## What needs to be done
Look through the records below and copy each line that includes the word "time".

Recorded data
......

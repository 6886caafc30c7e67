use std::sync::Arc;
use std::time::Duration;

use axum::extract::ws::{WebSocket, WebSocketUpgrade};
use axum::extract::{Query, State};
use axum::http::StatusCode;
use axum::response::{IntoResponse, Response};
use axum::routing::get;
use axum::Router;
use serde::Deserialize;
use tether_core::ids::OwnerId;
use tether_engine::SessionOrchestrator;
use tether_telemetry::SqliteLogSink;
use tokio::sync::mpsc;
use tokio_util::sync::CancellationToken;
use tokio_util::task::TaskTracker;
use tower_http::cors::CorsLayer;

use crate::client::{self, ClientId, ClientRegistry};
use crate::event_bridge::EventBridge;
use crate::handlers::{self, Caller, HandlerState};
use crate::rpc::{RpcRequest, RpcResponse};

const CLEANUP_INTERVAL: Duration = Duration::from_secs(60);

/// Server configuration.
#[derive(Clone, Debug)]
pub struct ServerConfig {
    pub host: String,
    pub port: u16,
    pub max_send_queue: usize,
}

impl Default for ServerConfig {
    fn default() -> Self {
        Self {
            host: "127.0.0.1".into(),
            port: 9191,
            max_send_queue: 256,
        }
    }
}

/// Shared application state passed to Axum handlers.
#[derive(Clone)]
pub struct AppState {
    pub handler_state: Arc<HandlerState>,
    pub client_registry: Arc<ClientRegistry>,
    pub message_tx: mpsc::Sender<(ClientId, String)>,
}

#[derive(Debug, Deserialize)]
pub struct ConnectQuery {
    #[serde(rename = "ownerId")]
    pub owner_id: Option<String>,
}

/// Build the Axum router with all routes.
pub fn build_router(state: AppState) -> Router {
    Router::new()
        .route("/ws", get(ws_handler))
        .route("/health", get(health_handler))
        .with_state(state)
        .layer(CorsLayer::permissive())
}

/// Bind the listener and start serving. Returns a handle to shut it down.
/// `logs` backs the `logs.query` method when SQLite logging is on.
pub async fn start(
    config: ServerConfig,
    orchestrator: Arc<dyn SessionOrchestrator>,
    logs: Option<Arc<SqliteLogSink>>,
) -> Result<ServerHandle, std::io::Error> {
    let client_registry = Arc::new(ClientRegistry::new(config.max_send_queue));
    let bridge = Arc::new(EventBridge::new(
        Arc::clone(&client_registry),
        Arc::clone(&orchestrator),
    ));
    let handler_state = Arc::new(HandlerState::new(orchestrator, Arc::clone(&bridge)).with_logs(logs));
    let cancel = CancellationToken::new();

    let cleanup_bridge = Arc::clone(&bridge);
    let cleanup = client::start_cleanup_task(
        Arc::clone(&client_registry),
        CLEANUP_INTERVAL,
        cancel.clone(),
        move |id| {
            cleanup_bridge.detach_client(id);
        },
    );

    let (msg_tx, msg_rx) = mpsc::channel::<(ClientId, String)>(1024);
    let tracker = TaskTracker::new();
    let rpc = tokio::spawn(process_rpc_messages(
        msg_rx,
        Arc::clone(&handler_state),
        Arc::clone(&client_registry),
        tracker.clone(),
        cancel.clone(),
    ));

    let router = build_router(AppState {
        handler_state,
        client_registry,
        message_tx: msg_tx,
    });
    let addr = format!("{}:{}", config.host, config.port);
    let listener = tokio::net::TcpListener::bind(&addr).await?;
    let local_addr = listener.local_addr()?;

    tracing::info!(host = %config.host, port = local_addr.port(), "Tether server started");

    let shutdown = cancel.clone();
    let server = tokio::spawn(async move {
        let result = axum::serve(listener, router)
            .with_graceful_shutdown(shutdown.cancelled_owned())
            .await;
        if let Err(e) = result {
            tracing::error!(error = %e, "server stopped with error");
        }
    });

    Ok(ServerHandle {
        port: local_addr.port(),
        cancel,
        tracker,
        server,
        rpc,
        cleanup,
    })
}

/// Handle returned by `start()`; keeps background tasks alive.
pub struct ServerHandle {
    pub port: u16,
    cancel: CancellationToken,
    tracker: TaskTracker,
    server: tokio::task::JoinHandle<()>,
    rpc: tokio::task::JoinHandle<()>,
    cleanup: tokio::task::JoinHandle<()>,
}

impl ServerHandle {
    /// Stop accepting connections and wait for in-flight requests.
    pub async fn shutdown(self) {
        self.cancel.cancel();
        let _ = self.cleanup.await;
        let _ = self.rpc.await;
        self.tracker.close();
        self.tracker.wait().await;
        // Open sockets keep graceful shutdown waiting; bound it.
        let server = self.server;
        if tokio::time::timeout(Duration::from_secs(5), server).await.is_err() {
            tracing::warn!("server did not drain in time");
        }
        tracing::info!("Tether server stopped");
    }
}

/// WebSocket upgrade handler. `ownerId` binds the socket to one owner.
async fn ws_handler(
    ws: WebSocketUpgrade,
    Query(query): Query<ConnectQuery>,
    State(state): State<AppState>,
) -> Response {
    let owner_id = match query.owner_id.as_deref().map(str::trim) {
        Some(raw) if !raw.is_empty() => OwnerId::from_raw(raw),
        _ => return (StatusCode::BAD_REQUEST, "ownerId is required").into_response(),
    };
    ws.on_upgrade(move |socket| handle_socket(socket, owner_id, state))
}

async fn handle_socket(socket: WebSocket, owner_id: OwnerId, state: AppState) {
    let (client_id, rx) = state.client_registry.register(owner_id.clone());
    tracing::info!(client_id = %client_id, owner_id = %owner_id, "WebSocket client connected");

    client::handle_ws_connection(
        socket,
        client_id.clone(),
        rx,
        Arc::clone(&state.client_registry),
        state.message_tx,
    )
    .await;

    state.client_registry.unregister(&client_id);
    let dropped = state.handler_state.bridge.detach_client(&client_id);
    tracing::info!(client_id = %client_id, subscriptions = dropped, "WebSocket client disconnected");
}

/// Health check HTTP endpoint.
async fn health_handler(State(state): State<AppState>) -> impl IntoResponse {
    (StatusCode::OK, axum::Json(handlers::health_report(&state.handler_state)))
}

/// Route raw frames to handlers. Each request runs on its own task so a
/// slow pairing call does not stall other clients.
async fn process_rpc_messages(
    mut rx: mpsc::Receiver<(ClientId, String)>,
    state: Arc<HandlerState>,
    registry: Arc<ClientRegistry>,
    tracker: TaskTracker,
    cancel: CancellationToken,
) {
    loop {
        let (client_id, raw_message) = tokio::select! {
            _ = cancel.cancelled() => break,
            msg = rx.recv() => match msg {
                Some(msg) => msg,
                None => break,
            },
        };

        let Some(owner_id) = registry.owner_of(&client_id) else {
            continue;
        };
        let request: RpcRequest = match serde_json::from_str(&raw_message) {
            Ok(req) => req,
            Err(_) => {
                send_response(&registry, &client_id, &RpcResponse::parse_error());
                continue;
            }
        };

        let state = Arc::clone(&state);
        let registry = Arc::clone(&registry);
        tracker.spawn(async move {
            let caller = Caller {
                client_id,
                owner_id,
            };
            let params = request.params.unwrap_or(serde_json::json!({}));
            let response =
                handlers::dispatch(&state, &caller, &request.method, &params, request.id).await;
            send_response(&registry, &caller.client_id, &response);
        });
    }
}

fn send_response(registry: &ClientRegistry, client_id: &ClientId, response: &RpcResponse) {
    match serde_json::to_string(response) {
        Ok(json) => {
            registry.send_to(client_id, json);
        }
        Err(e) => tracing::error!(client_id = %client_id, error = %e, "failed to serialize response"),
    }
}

......

## The completed task
use std::time::Duration;
        if tokio::time::timeout(Duration::from_secs(5), server).await.is_err() {
            tracing::warn!("server did not drain in time");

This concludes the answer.